→ Aim of the task
The required output is a copy of each line in the material below that includes "start".

------------------------------------------------------------------------

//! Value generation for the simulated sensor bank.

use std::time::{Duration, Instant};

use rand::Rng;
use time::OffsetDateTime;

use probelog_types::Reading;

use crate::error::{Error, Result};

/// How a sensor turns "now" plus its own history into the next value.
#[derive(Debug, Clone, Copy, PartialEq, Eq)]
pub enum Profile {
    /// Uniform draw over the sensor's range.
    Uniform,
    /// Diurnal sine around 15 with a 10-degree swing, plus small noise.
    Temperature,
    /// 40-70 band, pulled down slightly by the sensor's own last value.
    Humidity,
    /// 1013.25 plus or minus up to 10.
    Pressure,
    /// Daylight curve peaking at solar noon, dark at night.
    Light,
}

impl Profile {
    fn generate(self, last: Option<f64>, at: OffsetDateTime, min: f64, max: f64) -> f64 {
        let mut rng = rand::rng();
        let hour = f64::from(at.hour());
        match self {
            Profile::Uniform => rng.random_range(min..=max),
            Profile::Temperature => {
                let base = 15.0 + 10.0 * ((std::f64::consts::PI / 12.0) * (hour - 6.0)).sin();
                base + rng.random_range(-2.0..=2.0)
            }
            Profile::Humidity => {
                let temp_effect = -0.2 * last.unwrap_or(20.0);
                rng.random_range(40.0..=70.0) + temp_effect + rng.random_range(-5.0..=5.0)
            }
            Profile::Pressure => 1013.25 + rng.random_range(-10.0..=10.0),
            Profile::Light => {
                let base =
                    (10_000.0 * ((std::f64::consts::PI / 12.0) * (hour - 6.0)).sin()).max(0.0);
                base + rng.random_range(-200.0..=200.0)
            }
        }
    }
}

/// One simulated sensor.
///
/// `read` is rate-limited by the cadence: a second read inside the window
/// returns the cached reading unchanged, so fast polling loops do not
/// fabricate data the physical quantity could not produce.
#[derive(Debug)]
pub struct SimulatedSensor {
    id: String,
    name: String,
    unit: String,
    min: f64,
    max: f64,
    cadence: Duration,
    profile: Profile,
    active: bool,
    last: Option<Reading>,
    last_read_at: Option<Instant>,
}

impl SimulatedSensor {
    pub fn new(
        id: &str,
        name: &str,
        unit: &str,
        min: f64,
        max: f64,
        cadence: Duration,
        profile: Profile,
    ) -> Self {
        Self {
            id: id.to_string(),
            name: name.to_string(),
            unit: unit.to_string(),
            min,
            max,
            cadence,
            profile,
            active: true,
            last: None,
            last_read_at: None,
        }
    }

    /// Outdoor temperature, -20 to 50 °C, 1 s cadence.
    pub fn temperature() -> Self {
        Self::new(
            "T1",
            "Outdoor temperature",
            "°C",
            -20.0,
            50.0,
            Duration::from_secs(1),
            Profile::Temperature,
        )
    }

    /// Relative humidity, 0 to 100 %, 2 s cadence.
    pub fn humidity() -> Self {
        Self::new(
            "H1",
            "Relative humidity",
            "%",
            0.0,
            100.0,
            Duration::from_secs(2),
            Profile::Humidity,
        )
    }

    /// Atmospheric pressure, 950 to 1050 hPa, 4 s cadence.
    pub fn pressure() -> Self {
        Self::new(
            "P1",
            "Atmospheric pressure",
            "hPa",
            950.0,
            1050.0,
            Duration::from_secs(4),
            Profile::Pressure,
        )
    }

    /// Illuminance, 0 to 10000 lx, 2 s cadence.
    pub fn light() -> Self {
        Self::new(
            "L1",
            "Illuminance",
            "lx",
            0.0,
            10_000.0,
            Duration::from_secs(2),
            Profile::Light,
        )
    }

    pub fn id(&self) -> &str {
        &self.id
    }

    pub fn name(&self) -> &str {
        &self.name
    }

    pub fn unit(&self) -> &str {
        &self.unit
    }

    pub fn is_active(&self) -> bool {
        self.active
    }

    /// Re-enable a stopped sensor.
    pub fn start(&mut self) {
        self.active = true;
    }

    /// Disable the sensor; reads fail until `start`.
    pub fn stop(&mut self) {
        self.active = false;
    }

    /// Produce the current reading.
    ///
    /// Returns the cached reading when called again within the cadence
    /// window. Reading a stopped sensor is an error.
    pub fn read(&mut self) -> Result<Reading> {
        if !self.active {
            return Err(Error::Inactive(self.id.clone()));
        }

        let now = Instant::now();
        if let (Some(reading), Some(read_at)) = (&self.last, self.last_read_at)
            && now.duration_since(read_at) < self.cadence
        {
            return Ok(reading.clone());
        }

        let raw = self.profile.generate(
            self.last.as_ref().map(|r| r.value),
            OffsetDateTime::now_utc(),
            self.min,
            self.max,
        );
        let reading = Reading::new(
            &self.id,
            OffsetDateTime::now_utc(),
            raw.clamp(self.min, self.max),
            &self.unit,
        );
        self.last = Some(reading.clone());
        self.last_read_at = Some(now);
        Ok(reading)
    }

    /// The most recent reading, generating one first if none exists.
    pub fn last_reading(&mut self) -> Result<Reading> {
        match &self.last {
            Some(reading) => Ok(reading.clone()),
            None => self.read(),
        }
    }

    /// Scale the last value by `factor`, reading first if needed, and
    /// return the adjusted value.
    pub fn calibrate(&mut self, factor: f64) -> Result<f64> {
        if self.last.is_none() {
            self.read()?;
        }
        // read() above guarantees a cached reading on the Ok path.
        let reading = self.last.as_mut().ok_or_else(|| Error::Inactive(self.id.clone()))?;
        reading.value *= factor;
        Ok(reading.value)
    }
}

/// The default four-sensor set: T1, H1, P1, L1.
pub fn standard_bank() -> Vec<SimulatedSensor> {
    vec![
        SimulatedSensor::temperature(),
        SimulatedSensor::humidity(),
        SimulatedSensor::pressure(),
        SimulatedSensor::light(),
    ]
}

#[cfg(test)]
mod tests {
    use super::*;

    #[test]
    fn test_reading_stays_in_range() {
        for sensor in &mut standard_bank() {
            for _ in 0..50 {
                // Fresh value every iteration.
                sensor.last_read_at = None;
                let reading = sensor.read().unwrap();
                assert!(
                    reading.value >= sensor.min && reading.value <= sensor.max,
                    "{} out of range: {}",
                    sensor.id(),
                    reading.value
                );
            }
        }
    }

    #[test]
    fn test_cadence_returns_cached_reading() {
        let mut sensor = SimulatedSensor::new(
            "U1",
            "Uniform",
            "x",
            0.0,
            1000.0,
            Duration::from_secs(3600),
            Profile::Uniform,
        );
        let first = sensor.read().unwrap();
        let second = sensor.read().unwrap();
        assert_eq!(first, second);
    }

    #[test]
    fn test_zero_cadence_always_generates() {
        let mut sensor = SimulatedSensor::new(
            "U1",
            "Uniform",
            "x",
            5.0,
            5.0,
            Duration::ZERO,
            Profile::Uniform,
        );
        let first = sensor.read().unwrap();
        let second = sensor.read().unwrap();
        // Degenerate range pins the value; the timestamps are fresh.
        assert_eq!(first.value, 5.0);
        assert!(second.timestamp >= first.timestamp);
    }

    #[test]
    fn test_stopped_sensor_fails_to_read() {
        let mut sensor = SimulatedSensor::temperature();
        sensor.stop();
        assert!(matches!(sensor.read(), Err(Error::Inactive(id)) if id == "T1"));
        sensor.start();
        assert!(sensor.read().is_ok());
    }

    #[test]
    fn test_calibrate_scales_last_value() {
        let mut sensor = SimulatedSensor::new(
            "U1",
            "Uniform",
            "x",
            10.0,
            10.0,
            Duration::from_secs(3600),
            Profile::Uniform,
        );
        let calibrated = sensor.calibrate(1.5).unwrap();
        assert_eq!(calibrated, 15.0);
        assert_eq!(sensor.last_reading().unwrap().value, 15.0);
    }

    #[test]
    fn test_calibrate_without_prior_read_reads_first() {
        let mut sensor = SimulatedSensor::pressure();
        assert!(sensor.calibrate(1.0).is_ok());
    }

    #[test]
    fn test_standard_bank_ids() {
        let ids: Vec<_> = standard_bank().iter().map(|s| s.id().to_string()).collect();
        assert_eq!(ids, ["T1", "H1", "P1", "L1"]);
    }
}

------------------------------------------------------------------------

→ Exercise solution
    pub fn start(&mut self) {
    /// Disable the sensor; reads fail until `start`.
        sensor.start();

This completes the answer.